Okay, okay, we want Ahh-nold, right? Well he makes three appearances in the game. One is in a simple fight in a bar at the end of the second level. There’s a similar rumble in the middle of the next level (Police Station), and he’s the only foe throughout the short final level.
With the exception of the final battle, Arnold consists of a reasonably cool looking Terminator character (much better than Reece) with shiny black leather biker gear and a short range automatic rifle. To defeat him, you pound him with shotgun blasts, during which he is stunned and does not return fire, until he falls three times. On the third fall, he blinks while on the ground and you can now run past him. Too damn easy. The final battle involves shooting a poorly drawn metal skeleton a few times until it springs off the screen, only to reappear as an obvious clone at the top of the next platform or on the other side of the screen. You must dodge and blast him/them until the end of the level, where a metal press waits. Run through press, Terminator follows, Terminator terminated, game over. That’s it. Your title villain is nothing more than a “leetle-gurly-man.”

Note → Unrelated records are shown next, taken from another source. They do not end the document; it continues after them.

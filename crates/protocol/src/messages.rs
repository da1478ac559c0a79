use serde::{Deserialize, Serialize};

/// Envelope types the agent understands. Anything else is discarded.
const KNOWN_TYPES: [&str; 5] = ["requestShare", "offer", "answer", "candidate", "stopShare"];

/// Signaling messages exchanged between the device and the signaling server.
#[derive(Debug, Clone, PartialEq, Eq, Serialize, Deserialize)]
#[serde(tag = "type", rename_all = "camelCase", rename_all_fields = "camelCase")]
pub enum SignalingEnvelope {
    /// A viewer asked this device to start sharing
    RequestShare,
    /// SDP offer from the device
    Offer {
        device_id: String,
        sdp: SessionDescription,
    },
    /// SDP answer from the viewer
    Answer {
        #[serde(default, skip_serializing_if = "Option::is_none")]
        device_id: Option<String>,
        sdp: SessionDescription,
    },
    /// ICE candidate, in either direction
    Candidate {
        #[serde(default, skip_serializing_if = "Option::is_none")]
        device_id: Option<String>,
        candidate: IceCandidateRecord,
    },
    /// The viewer or server ended the share
    StopShare,
}

impl SignalingEnvelope {
    /// Parse one inbound text frame.
    ///
    /// Distinguishes frames without a `type`, frames with a `type` this agent
    /// does not handle, and frames whose payload does not match their type, so
    /// callers can log each case precisely before discarding it.
    pub fn decode(text: &str) -> Result<Self, EnvelopeError> {
        let value: serde_json::Value =
            serde_json::from_str(text).map_err(EnvelopeError::Malformed)?;
        let kind = value
            .get("type")
            .and_then(|t| t.as_str())
            .ok_or(EnvelopeError::MissingType)?;
        if !KNOWN_TYPES.contains(&kind) {
            return Err(EnvelopeError::UnknownType(kind.to_string()));
        }
        serde_json::from_value(value).map_err(EnvelopeError::Malformed)
    }

    pub fn encode(&self) -> Result<String, EnvelopeError> {
        serde_json::to_string(self).map_err(EnvelopeError::Malformed)
    }

    /// Wire name of the envelope type, for logging.
    pub fn kind(&self) -> &'static str {
        match self {
            Self::RequestShare => "requestShare",
            Self::Offer { .. } => "offer",
            Self::Answer { .. } => "answer",
            Self::Candidate { .. } => "candidate",
            Self::StopShare => "stopShare",
        }
    }
}

#[derive(Debug, Clone, Copy, PartialEq, Eq, Serialize, Deserialize)]
#[serde(rename_all = "lowercase")]
pub enum SdpType {
    Offer,
    Answer,
}

#[derive(Debug, Clone, PartialEq, Eq, Serialize, Deserialize)]
pub struct SessionDescription {
    #[serde(rename = "type")]
    pub kind: SdpType,
    pub sdp: String,
}

impl SessionDescription {
    pub fn offer(sdp: impl Into<String>) -> Self {
        Self {
            kind: SdpType::Offer,
            sdp: sdp.into(),
        }
    }

    pub fn answer(sdp: impl Into<String>) -> Self {
        Self {
            kind: SdpType::Answer,
            sdp: sdp.into(),
        }
    }
}

/// One ICE candidate as carried on the wire. Opaque to the orchestrator.
#[derive(Debug, Clone, PartialEq, Eq, Serialize, Deserialize)]
pub struct IceCandidateRecord {
    pub candidate: String,
    #[serde(rename = "sdpMid")]
    pub sdp_mid: String,
    #[serde(rename = "sdpMLineIndex")]
    pub sdp_mline_index: u16,
}

#[derive(Debug, Clone, Copy, PartialEq, Eq, Serialize, Deserialize)]
#[serde(rename_all = "lowercase")]
pub enum PeerRole {
    Device,
}

/// First frame sent after the socket opens. Untagged on the wire:
/// `{"role":"device","deviceId":"<id>"}`.
#[derive(Debug, Clone, PartialEq, Eq, Serialize, Deserialize)]
#[serde(rename_all = "camelCase")]
pub struct Registration {
    pub role: PeerRole,
    pub device_id: String,
}

impl Registration {
    pub fn device(device_id: impl Into<String>) -> Self {
        Self {
            role: PeerRole::Device,
            device_id: device_id.into(),
        }
    }

    pub fn encode(&self) -> Result<String, EnvelopeError> {
        serde_json::to_string(self).map_err(EnvelopeError::Malformed)
    }
}

#[derive(Debug, thiserror::Error)]
pub enum EnvelopeError {
    #[error("malformed envelope: {0}")]
    Malformed(#[source] serde_json::Error),
    #[error("envelope has no \"type\" field")]
    MissingType,
    #[error("unknown envelope type: {0:?}")]
    UnknownType(String),
}

#[cfg(test)]
mod tests {
    use super::*;

    #[test]
    fn registration_wire_format() {
        let json = Registration::device("acme-phone-1700000000000").encode().unwrap();
        assert_eq!(json, r#"{"role":"device","deviceId":"acme-phone-1700000000000"}"#);
    }

    #[test]
    fn offer_wire_format() {
        let msg = SignalingEnvelope::Offer {
            device_id: "dev-1".to_string(),
            sdp: SessionDescription::offer("v=0\r\n"),
        };
        let json = msg.encode().unwrap();
        assert_eq!(
            json,
            r#"{"type":"offer","deviceId":"dev-1","sdp":{"type":"offer","sdp":"v=0\r\n"}}"#
        );
    }

    #[test]
    fn outbound_candidate_wire_format() {
        let msg = SignalingEnvelope::Candidate {
            device_id: Some("dev-1".to_string()),
            candidate: IceCandidateRecord {
                candidate: "candidate:1 1 UDP 2130706431 10.0.0.2 50000 typ host".to_string(),
                sdp_mid: "0".to_string(),
                sdp_mline_index: 0,
            },
        };
        let json = msg.encode().unwrap();
        assert!(json.starts_with(r#"{"type":"candidate","deviceId":"dev-1","candidate":{"#));
        assert!(json.contains(r#""sdpMid":"0""#));
        assert!(json.contains(r#""sdpMLineIndex":0"#));
        // Must be camelCase, NOT snake_case
        assert!(!json.contains("sdp_mid"));
    }

    #[test]
    fn answer_from_server() {
        let msg = SignalingEnvelope::decode(
            r#"{"type":"answer","sdp":{"type":"answer","sdp":"v=0\r\nanswer"}}"#,
        )
        .unwrap();
        match msg {
            SignalingEnvelope::Answer { device_id, sdp } => {
                assert!(device_id.is_none());
                assert_eq!(sdp.kind, SdpType::Answer);
                assert_eq!(sdp.sdp, "v=0\r\nanswer");
            }
            other => panic!("Expected Answer, got {other:?}"),
        }
    }

    #[test]
    fn inbound_candidate_without_device_id() {
        let msg = SignalingEnvelope::decode(
            r#"{
                "type": "candidate",
                "candidate": {
                    "candidate": "candidate:2 1 UDP 1686052607 203.0.113.7 61000 typ srflx",
                    "sdpMid": "0",
                    "sdpMLineIndex": 0
                }
            }"#,
        )
        .unwrap();
        match msg {
            SignalingEnvelope::Candidate {
                device_id,
                candidate,
            } => {
                assert!(device_id.is_none());
                assert!(candidate.candidate.contains("srflx"));
                assert_eq!(candidate.sdp_mid, "0");
            }
            other => panic!("Expected Candidate, got {other:?}"),
        }
    }

    #[test]
    fn unit_envelopes_ignore_extra_fields() {
        assert_eq!(
            SignalingEnvelope::decode(r#"{"type":"requestShare","viewer":"dash-7"}"#).unwrap(),
            SignalingEnvelope::RequestShare
        );
        assert_eq!(
            SignalingEnvelope::decode(r#"{"type":"stopShare"}"#).unwrap(),
            SignalingEnvelope::StopShare
        );
    }

    #[test]
    fn unknown_type_is_reported() {
        let err = SignalingEnvelope::decode(r#"{"type":"ping"}"#).unwrap_err();
        assert!(matches!(err, EnvelopeError::UnknownType(ref t) if t == "ping"));
    }

    #[test]
    fn missing_type_is_reported() {
        let err = SignalingEnvelope::decode(r#"{"sdp":"v=0"}"#).unwrap_err();
        assert!(matches!(err, EnvelopeError::MissingType));

        let err = SignalingEnvelope::decode(r#"{"type":7}"#).unwrap_err();
        assert!(matches!(err, EnvelopeError::MissingType));
    }

    #[test]
    fn malformed_payloads_are_reported() {
        let err = SignalingEnvelope::decode("not json").unwrap_err();
        assert!(matches!(err, EnvelopeError::Malformed(_)));

        // Known type, wrong payload shape
        let err = SignalingEnvelope::decode(r#"{"type":"answer","sdp":"v=0"}"#).unwrap_err();
        assert!(matches!(err, EnvelopeError::Malformed(_)));

        let err = SignalingEnvelope::decode(
            r#"{"type":"candidate","candidate":{"candidate":"c","sdpMid":"0"}}"#,
        )
        .unwrap_err();
        assert!(matches!(err, EnvelopeError::Malformed(_)));
    }

    #[test]
    fn kind_matches_wire_tag() {
        let envelopes = [
            SignalingEnvelope::RequestShare,
            SignalingEnvelope::StopShare,
            SignalingEnvelope::Offer {
                device_id: "d".to_string(),
                sdp: SessionDescription::offer("x"),
            },
        ];
        for env in envelopes {
            let json = env.encode().unwrap();
            assert!(json.contains(&format!(r#""type":"{}""#, env.kind())));
        }
    }
}
pub mod config;
pub mod messages;

pub use config::*;
pub use messages::*;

In short this is a game of average graphics, poor control, horrible gameplay and a pretty nauseating soundtrack that, again, doesn’t seem inspired by the movie at all. This is a rushed job, plain and simple. Much like Total Recall, this is a mere shadow of the movie itself, and even without the movie connections it’s still just a bad game.
The Good
Man those red lights look nifty.
The Bad
Four levels, and they’re not even that great.